Cuando el camión se hubo alejado, Cristiani regresó al taller e informó de lo que le habían dicho. Uno de los sastres, Cerruti, pareció molesto por que no se hubiera confirmado su prórroga, pero Antonio se tomó la noticia sin reaccionar.
—Lo único que podemos hacer es trabajar y esperar —dijo—. Acabemos este contrato lo más deprisa que podamos y esperemos que cumplan su palabra.
Cristiani estuvo de acuerdo en que tenían poca elección, y durante las tres semanas siguientes los sastres trabajaron a un ritmo acelerado, y también subcontrataron a unas cuantas costureras que Cristiani conocía en el pueblo vecino de Jacurso para que forraran las guerreras. A la tercera semana de diciembre, una semana antes del plazo acordado, los treinta uniformes estaban acabados y colgaban en el armario de las viudas a la espera de inspección. Cristiani mandó un mensaje al teniente por mediación de un cochero, y al cabo de pocos días el camión del ejército reapareció en Maida, y en él no solo iba el teniente, sino también el capitán Barone.
Jovial como siempre, el capitán entró en el taller y felicitó a los sastres por el trabajo que habían llevado a cabo el mes anterior. A continuación, acompañado por su asistente y Cristiani, entró en el armario de las viudas para comenzar su inspección; pero no se quedó tanto tiempo como el teniente la vez previa.

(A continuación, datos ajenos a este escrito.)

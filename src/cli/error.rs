//! CLI-level errors (wraps application errors)

use std::io;

use thiserror::Error;

use crate::application::ApplicationError;
use crate::domain::DomainError;

/// CLI errors are the top-level error type.
/// These are what get displayed to the user.
#[derive(Error, Debug)]
pub enum CliError {
    #[error(transparent)]
    App(#[from] ApplicationError),

    #[error("invalid arguments: {0}")]
    InvalidArgs(String),

    #[error("{0}")]
    Usage(String),
}

impl From<DomainError> for CliError {
    fn from(e: DomainError) -> Self {
        CliError::App(ApplicationError::Domain(e))
    }
}

/// Result type for CLI operations.
pub type CliResult<T> = Result<T, CliError>;

impl CliError {
    /// Get the appropriate exit code for this error.
    pub fn exit_code(&self) -> i32 {
        match self {
            CliError::InvalidArgs(_) | CliError::Usage(_) => crate::exitcode::USAGE,
            CliError::App(e) => match e {
                ApplicationError::Io { source, .. } if source.kind() == io::ErrorKind::NotFound => {
                    crate::exitcode::NOINPUT
                }
                ApplicationError::Io { .. } => crate::exitcode::IOERR,
                ApplicationError::Format { .. }
                | ApplicationError::UnsupportedFormat(_)
                | ApplicationError::Import { .. }
                | ApplicationError::Serialize { .. } => crate::exitcode::DATAERR,
                ApplicationError::Config { .. } => crate::exitcode::CONFIG,
                ApplicationError::Domain(_) => crate::exitcode::SOFTWARE,
            },
        }
    }
}
use std::error::Error;

use clap::Parser;
use tracing::level_filters::LevelFilter;
use tracing_subscriber::fmt::format::FmtSpan;
use tracing_subscriber::layer::SubscriberExt;
use tracing_subscriber::util::SubscriberInitExt;
use tracing_subscriber::{fmt, Layer};

use treenote::cli::args::Cli;
use treenote::cli::commands::execute_command;
use treenote::cli::output;

fn main() {
    let cli = Cli::parse();

    setup_logging(cli.debug);

    if let Err(e) = execute_command(&cli) {
        output::error(&e);
        let mut source = e.source();
        while let Some(cause) = source {
            output::cause(&cause);
            source = cause.source();
        }
        std::process::exit(e.exit_code());
    }
}

fn setup_logging(verbosity: u8) {
    let filter = match verbosity {
        0 => LevelFilter::WARN,
        1 => LevelFilter::INFO,
        2 => LevelFilter::DEBUG,
        3 => LevelFilter::TRACE,
        _ => {
            eprintln!("Don't be crazy, max is -d -d -d");
            LevelFilter::TRACE
        }
    };

    // Create a subscriber with formatted output directed to stderr
    let fmt_layer = fmt::layer()
        .with_writer(std::io::stderr) // Set writer first
        .with_target(true)
        .with_thread_names(false)
        .with_span_events(FmtSpan::CLOSE);

    tracing_subscriber::registry()
        .with(fmt_layer.with_filter(filter))
        .init();

    match filter {
        LevelFilter::INFO => tracing::info!("Debug mode: info"),
        LevelFilter::DEBUG => tracing::debug!("Debug mode: debug"),
        LevelFilter::TRACE => tracing::debug!("Debug mode: trace"),
        _ => {}
    }
}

—Bravo —dijo cuando reapareció delante de los sastres, mientras el teniente Faro llamaba a un sargento y a otro soldado para empezar a cargar los uniformes—. Una vez más han hecho un trabajo impresionante bajo presión. Sé que el cuerpo de intendencia se suma a mi saludo.
Tras un brusco saludo militar cruzó las cortinas, y ya estaba en la puerta cuando Cristiani lo alcanzó.
—¡Capitán Barone! —lo llamó con urgencia—. ¿Qué ocurre con las prórrogas?
—Oh —el capitán hizo una pausa—, perdóneme —metió la mano en el bolsillo, extrajo el diminuto cuaderno y empezó a pasar las páginas—. Aquí está —dijo por fin, y comenzó a leer lo que había escrito—. Por lo que se refiere a su sastre Cerruti, que tiene treinta años, la prórroga está concedida. Por lo que se refiere a Antonio Cristiani, de veinte años, tendrá que presentarse al Cuartel Pepe de Catanzaro este fin de semana. Lo han asignado al 48 Batallón de Infantería.
Mientras Cristiani permanecía atónito en el bordillo, Antonio salió de la tienda y se colocó a su lado.
—Lo siento, joven —dijo el capitán Barone—, pero he hecho todo lo que he podido.
Antonio rodeó con el brazo el hombro de su padre, y los dos permanecieron en silencio durante varios minutos mientras los soldados acababan de cargar el camión y ponían en marcha el motor. Hasta qué punto ignoraba Antonio que durante las últimas semanas había estado confeccionando su propio uniforme.